What you are asking about would be the Coast Daylight train which would run from downtown SF to San Jose to LA. It has been in the plans/wish-list for many years and is part of the latest California State Rail plan. It has been stalled because of funding, not given priority, reaching an agreement with UP on track and capacity upgrade projects, and probably the lack of enough rolling stock. With the jolt of additional state funds for conventional passenger rail projects that passed the state legislature earlier this year and the award of the contract to build bi-level corridor cars, the Coast Daylight service could actually start in 3 or 4 years. But the last I read the Coast Daylight is still in the drawn out negotiation stage with UP.


----------



## Blackwolf

From my limited understanding, Union Pacific has very little freight traffic that travels north of SLO along the the "Coast Line." It is the shortest route by rail between LA and SF and used to be a major mainline for Southern Pacific prior to the 1996 merger, but Union Pacific nowadays routes nearly all of their intra-state north-south traffic along the San Joaquin Valley route due to it being mostly double-tracked and relatively flat set of trackage, minus the part going over the Tehachapi Pass of course. As a result, the northern Coast Line receives far less maintenance, is mostly single-track with passing sidings for most of its route, and in the last few years has been plagued with troubles from SP-era antiquated signals and grade crossing equipment malfunctions.
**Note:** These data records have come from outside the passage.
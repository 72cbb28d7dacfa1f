use axum::{
    extract::rejection::{JsonRejection, QueryRejection},
    http::StatusCode,
    response::{IntoResponse, Response},
    Json,
};
use serde_json::json;

/// Application-level errors
#[derive(thiserror::Error, Debug)]
pub enum AppError {
    #[error("Parse error in {origin} at line {line}: {message}")]
    Parse {
        origin: String,
        line: usize,
        message: String,
    },

    #[error("Duplicate rating for user {user_id} on item {item_id}")]
    DuplicateRating { user_id: u32, item_id: u32 },

    #[error("Not found: {0}")]
    NotFound(String),

    #[error("Invalid input: {0}")]
    InvalidInput(String),

    #[error("Snapshot error: {0}")]
    Snapshot(String),

    #[error("I/O error: {0}")]
    Io(#[from] std::io::Error),

    #[error("Serialization error: {0}")]
    Serialization(#[from] serde_json::Error),

    #[error("Internal server error: {0}")]
    Internal(String),
}

impl AppError {
    /// Builds a parse error for a line of a named input
    pub fn parse(origin: &str, line: usize, message: impl Into<String>) -> Self {
        AppError::Parse {
            origin: origin.to_string(),
            line,
            message: message.into(),
        }
    }
}

impl From<QueryRejection> for AppError {
    fn from(rejection: QueryRejection) -> Self {
        AppError::InvalidInput(rejection.body_text())
    }
}

impl From<JsonRejection> for AppError {
    fn from(rejection: JsonRejection) -> Self {
        AppError::InvalidInput(rejection.body_text())
    }
}

impl IntoResponse for AppError {
    fn into_response(self) -> Response {
        let (status, message) = match self {
            AppError::NotFound(msg) => (StatusCode::NOT_FOUND, msg),
            AppError::InvalidInput(msg) => (StatusCode::BAD_REQUEST, msg),
            AppError::Parse { .. }
            | AppError::DuplicateRating { .. }
            | AppError::Snapshot(_)
            | AppError::Io(_)
            | AppError::Serialization(_)
            | AppError::Internal(_) => (StatusCode::INTERNAL_SERVER_ERROR, self.to_string()),
        };

        let body = Json(json!({
            "error": message
        }));

        (status, body).into_response()
    }
}

pub type AppResult<T> = Result<T, AppError>;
If you told me one of the reasons UP has dragged its feet on signal upgrades and other capital improvements to the route was because they're fully expecting the State of California to pay them Big Buck$$$ for the Coast Daylight, I'd not doubt it for an instant.


----------



## Paulus

The slot thing is complicated as all get out with the Daylight and dates back to slot purchases made from Southern Pacific by the state. If memory serves, one of the SLO Surfliners is considered by the state to be a truncated one with slot rights to San Jose. UP is saying that they don't have enough capacity at present and they want the state to pay for CTC and powered switches as I recall. There's talk that California may file a complaint with the STB over the issue.


----------



## Blackwolf

Paulus said:


> The slot thing is complicated as all get out with the Daylight and dates back to slot purchases made from Southern Pacific by the state. If memory serves, one of the SLO Surfliners is considered by the state to be a truncated one with slot rights to San Jose. UP is saying that they don't have enough capacity at present and they want the state to pay for CTC and powered switches as I recall. *There's talk that California may file a complaint with the STB over the issue.*


I hope they do! If the State paid for the rights all the way up to San Jose, they should be able to use those rights. Get the legal ball rolling now so that, when the new cars start arriving en-mass in two years, all Amtrak California needs to do is add their fourth official train to the timetables and get service under way.


----------



## Anderson

Blackwolf said:


> Paulus said:
> 
> 
> 
> The slot thing is complicated as all get out with the Daylight and dates back to slot purchases made from Southern Pacific by the state. If memory serves, one of the SLO Surfliners is considered by the state to be a truncated one with slot rights to San Jose. UP is saying that they don't have enough capacity at present and they want the state to pay for CTC and powered switches as I recall. *There's talk that California may file a complaint with the STB over the issue.*
> 
> 
> 
> I hope they do! If the State paid for the rights all the way up to San Jose, they should be able to use those rights. Get the legal ball rolling now so that, when the new cars start arriving en-mass in two years, all Amtrak California needs to do is add their fourth official train to the timetables and get service under way.
Click to expand...

This has been my understanding for a while as well: CA bought four slots back in the 70s. I forget the exact status of those slots (I think this was about the time CA put together funding for the San Joaquin, and things are a little muddled there), but I specifically remember hearing about four slots.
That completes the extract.